WORK REQUEST
Retyping each entry exactly is the whole task.

RECORDED DATA
// SPDX-License-Identifier: MPL-2.0
//! Color space conversions used by the colorization stage.
//!
//! The colorization networks consume the CIELAB lightness channel and predict
//! the two chrominance channels. Conversions use sRGB primaries with the D65
//! white point, matching the representation the models were trained on.
//!
//! Planes are stored as `ndarray` arrays in `(height, width)` order so they can
//! be reshaped into NCHW tensors without copying.

use image_rs::{Rgb, RgbImage};
use ndarray::{Array2, Array3, ArrayView2, ArrayView3};
use palette::white_point::D65;
use palette::{FromColor, Hsv, IntoColor, Lab, LinSrgb, Srgb};

type LabD65 = Lab<D65, f32>;

/// Converts an 8-bit sRGB pixel to CIELAB.
#[must_use]
pub fn pixel_to_lab(pixel: Rgb<u8>) -> (f32, f32, f32) {
    let [r, g, b] = pixel.0;
    let srgb: Srgb<f32> = Srgb::new(r, g, b).into_format();
    let lin: LinSrgb<f32> = srgb.into_linear();
    let lab: LabD65 = lin.into_color();
    (lab.l, lab.a, lab.b)
}

/// Converts a CIELAB triple back to an 8-bit sRGB pixel.
///
/// Out-of-gamut colors are clipped to the sRGB cube.
#[must_use]
pub fn lab_to_pixel(l: f32, a: f32, b: f32) -> Rgb<u8> {
    let lab = LabD65::new(l, a, b);
    let lin: LinSrgb<f32> = lab.into_color();
    let srgb: Srgb<f32> = Srgb::from_linear(lin);
    let out: Srgb<u8> = srgb.into_format();
    Rgb([out.red, out.green, out.blue])
}

/// Converts an image to a `(3, height, width)` Lab array.
#[must_use]
pub fn rgb_to_lab(image: &RgbImage) -> Array3<f32> {
    let (width, height) = image.dimensions();
    let mut lab = Array3::<f32>::zeros((3, height as usize, width as usize));
    for (x, y, pixel) in image.enumerate_pixels() {
        let (l, a, b) = pixel_to_lab(*pixel);
        let (y, x) = (y as usize, x as usize);
        lab[[0, y, x]] = l;
        lab[[1, y, x]] = a;
        lab[[2, y, x]] = b;
    }
    lab
}

/// Extracts the lightness plane (L in `[0, 100]`) of an image.
#[must_use]
pub fn lightness(image: &RgbImage) -> Array2<f32> {
    let (width, height) = image.dimensions();
    let mut plane = Array2::<f32>::zeros((height as usize, width as usize));
    for (x, y, pixel) in image.enumerate_pixels() {
        plane[[y as usize, x as usize]] = pixel_to_lab(*pixel).0;
    }
    plane
}

/// Merges a lightness plane with a `(2, height, width)` chrominance array.
///
/// # Panics
///
/// Panics if the spatial dimensions of `l` and `ab` differ, or if `ab` does
/// not have exactly two channels.
#[must_use]
pub fn lab_to_rgb(l: ArrayView2<'_, f32>, ab: ArrayView3<'_, f32>) -> RgbImage {
    let (height, width) = l.dim();
    assert_eq!(
        ab.dim(),
        (2, height, width),
        "chrominance planes must match the lightness plane"
    );

    #[allow(clippy::cast_possible_truncation)]
    RgbImage::from_fn(width as u32, height as u32, |x, y| {
        let (y, x) = (y as usize, x as usize);
        lab_to_pixel(l[[y, x]], ab[[0, y, x]], ab[[1, y, x]])
    })
}

/// Multiplies the HSV saturation of every pixel by `factor`.
///
/// Saturation is clamped to `[0, 1]`. A factor of `1.0` or less leaves the
/// image untouched.
pub fn adjust_saturation(image: &mut RgbImage, factor: f32) {
    if factor <= 1.0 {
        return;
    }
    for pixel in image.pixels_mut() {
        let [r, g, b] = pixel.0;
        let srgb: Srgb<f32> = Srgb::new(r, g, b).into_format();
        let mut hsv: Hsv = Hsv::from_color(srgb);
        hsv.saturation = (hsv.saturation * factor).clamp(0.0, 1.0);
        let boosted: Srgb<u8> = Srgb::<f32>::from_color(hsv).into_format();
        *pixel = Rgb([boosted.red, boosted.green, boosted.blue]);
    }
}

/// Resamples a plane to `(out_height, out_width)` with bilinear interpolation.
///
/// Uses half-pixel centers, so a plane resized to its own size is unchanged.
#[must_use]
pub fn resize_bilinear(plane: ArrayView2<'_, f32>, out_height: usize, out_width: usize) -> Array2<f32> {
    let (in_height, in_width) = plane.dim();
    if in_height == out_height && in_width == out_width {
        return plane.to_owned();
    }
    if in_height == 0 || in_width == 0 {
        return Array2::zeros((out_height, out_width));
    }

    #[allow(clippy::cast_precision_loss)]
    let scale_y = in_height as f32 / out_height.max(1) as f32;
    #[allow(clippy::cast_precision_loss)]
    let scale_x = in_width as f32 / out_width.max(1) as f32;

    let source = |pos: usize, scale: f32, limit: usize| -> (usize, usize, f32) {
        #[allow(clippy::cast_precision_loss)]
        let src = ((pos as f32 + 0.5) * scale - 0.5).max(0.0);
        #[allow(clippy::cast_possible_truncation, clippy::cast_sign_loss)]
        let lo = (src.floor() as usize).min(limit - 1);
        let hi = (lo + 1).min(limit - 1);
        #[allow(clippy::cast_precision_loss)]
        let frac = src - lo as f32;
        (lo, hi, frac)
    };

    Array2::from_shape_fn((out_height, out_width), |(y, x)| {
        let (y0, y1, fy) = source(y, scale_y, in_height);
        let (x0, x1, fx) = source(x, scale_x, in_width);
        let top = plane[[y0, x0]] * (1.0 - fx) + plane[[y0, x1]] * fx;
        let bottom = plane[[y1, x0]] * (1.0 - fx) + plane[[y1, x1]] * fx;
        top * (1.0 - fy) + bottom * fy
    })
}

RESPONSE
// SPDX-License-Identifier: MPL-2.0
//! Color space conversions used by the colorization stage.
//!
//! The colorization networks consume the CIELAB lightness channel and predict
//! the two chrominance channels. Conversions use sRGB primaries with the D65
//! white point, matching the representation the models were trained on.
//!
//! Planes are stored as `ndarray` arrays in `(height, width)` order so they can
//! be reshaped into NCHW tensors without copying.

use image_rs::{Rgb, RgbImage};
use ndarray::{Array2, Array3, ArrayView2, ArrayView3};
use palette::white_point::D65;
use palette::{FromColor, Hsv, IntoColor, Lab, LinSrgb, Srgb};

type LabD65 = Lab<D65, f32>;

/// Converts an 8-bit sRGB pixel to CIELAB.
#[must_use]
pub fn pixel_to_lab(pixel: Rgb<u8>) -> (f32, f32, f32) {
    let [r, g, b] = pixel.0;
    let srgb: Srgb<f32> = Srgb::new(r, g, b).into_format();
    let lin: LinSrgb<f32> = srgb.into_linear();
    let lab: LabD65 = lin.into_color();
    (lab.l, lab.a, lab.b)
}

/// Converts a CIELAB triple back to an 8-bit sRGB pixel.
///
/// Out-of-gamut colors are clipped to the sRGB cube.
#[must_use]
pub fn lab_to_pixel(l: f32, a: f32, b: f32) -> Rgb<u8> {
    let lab = LabD65::new(l, a, b);
    let lin: LinSrgb<f32> = lab.into_color();
    let srgb: Srgb<f32> = Srgb::from_linear(lin);
    let out: Srgb<u8> = srgb.into_format();
    Rgb([out.red, out.green, out.blue])
}

/// Converts an image to a `(3, height, width)` Lab array.
#[must_use]
pub fn rgb_to_lab(image: &RgbImage) -> Array3<f32> {
    let (width, height) = image.dimensions();
    let mut lab = Array3::<f32>::zeros((3, height as usize, width as usize));
    for (x, y, pixel) in image.enumerate_pixels() {
        let (l, a, b) = pixel_to_lab(*pixel);
        let (y, x) = (y as usize, x as usize);
        lab[[0, y, x]] = l;
        lab[[1, y, x]] = a;
        lab[[2, y, x]] = b;
    }
    lab
}

/// Extracts the lightness plane (L in `[0, 100]`) of an image.
#[must_use]
pub fn lightness(image: &RgbImage) -> Array2<f32> {
    let (width, height) = image.dimensions();
    let mut plane = Array2::<f32>::zeros((height as usize, width as usize));
    for (x, y, pixel) in image.enumerate_pixels() {
        plane[[y as usize, x as usize]] = pixel_to_lab(*pixel).0;
    }
    plane
}

/// Merges a lightness plane with a `(2, height, width)` chrominance array.
///
/// # Panics
///
/// Panics if the spatial dimensions of `l` and `ab` differ, or if `ab` does
/// not have exactly two channels.
#[must_use]
pub fn lab_to_rgb(l: ArrayView2<'_, f32>, ab: ArrayView3<'_, f32>) -> RgbImage {
    let (height, width) = l.dim();
    assert_eq!(
        ab.dim(),
        (2, height, width),
        "chrominance planes must match the lightness plane"
    );

    #[allow(clippy::cast_possible_truncation)]
    RgbImage::from_fn(width as u32, height as u32, |x, y| {
        let (y, x) = (y as usize, x as usize);
        lab_to_pixel(l[[y, x]], ab[[0, y, x]], ab[[1, y, x]])
    })
}

/// Multiplies the HSV saturation of every pixel by `factor`.
///
/// Saturation is clamped to `[0, 1]`. A factor of `1.0` or less leaves the
/// image untouched.
pub fn adjust_saturation(image: &mut RgbImage, factor: f32) {
    if factor <= 1.0 {
        return;
    }
    for pixel in image.pixels_mut() {
        let [r, g, b] = pixel.0;
        let srgb: Srgb<f32> = Srgb::new(r, g, b).into_format();
        let mut hsv: Hsv = Hsv::from_color(srgb);
        hsv.saturation = (hsv.saturation * factor).clamp(0.0, 1.0);
        let boosted: Srgb<u8> = Srgb::<f32>::from_color(hsv).into_format();
        *pixel = Rgb([boosted.red, boosted.green, boosted.blue]);
    }
}

/// Resamples a plane to `(out_height, out_width)` with bilinear interpolation.
///
/// Uses half-pixel centers, so a plane resized to its own size is unchanged.
#[must_use]
pub fn resize_bilinear(plane: ArrayView2<'_, f32>, out_height: usize, out_width: usize) -> Array2<f32> {
    let (in_height, in_width) = plane.dim();
    if in_height == out_height && in_width == out_width {
        return plane.to_owned();
    }
    if in_height == 0 || in_width == 0 {
        return Array2::zeros((out_height, out_width));
    }

    #[allow(clippy::cast_precision_loss)]
    let scale_y = in_height as f32 / out_height.max(1) as f32;
    #[allow(clippy::cast_precision_loss)]
    let scale_x = in_width as f32 / out_width.max(1) as f32;

    let source = |pos: usize, scale: f32, limit: usize| -> (usize, usize, f32) {
        #[allow(clippy::cast_precision_loss)]
        let src = ((pos as f32 + 0.5) * scale - 0.5).max(0.0);
        #[allow(clippy::cast_possible_truncation, clippy::cast_sign_loss)]
        let lo = (src.floor() as usize).min(limit - 1);
        let hi = (lo + 1).min(limit - 1);
        #[allow(clippy::cast_precision_loss)]
        let frac = src - lo as f32;
        (lo, hi, frac)
    };

    Array2::from_shape_fn((out_height, out_width), |(y, x)| {
        let (y0, y1, fy) = source(y, scale_y, in_height);
        let (x0, x1, fx) = source(x, scale_x, in_width);
        let top = plane[[y0, x0]] * (1.0 - fx) + plane[[y0, x1]] * fx;
        let bottom = plane[[y1, x0]] * (1.0 - fx) + plane[[y1, x1]] * fx;
        top * (1.0 - fy) + bottom * fy
    })
}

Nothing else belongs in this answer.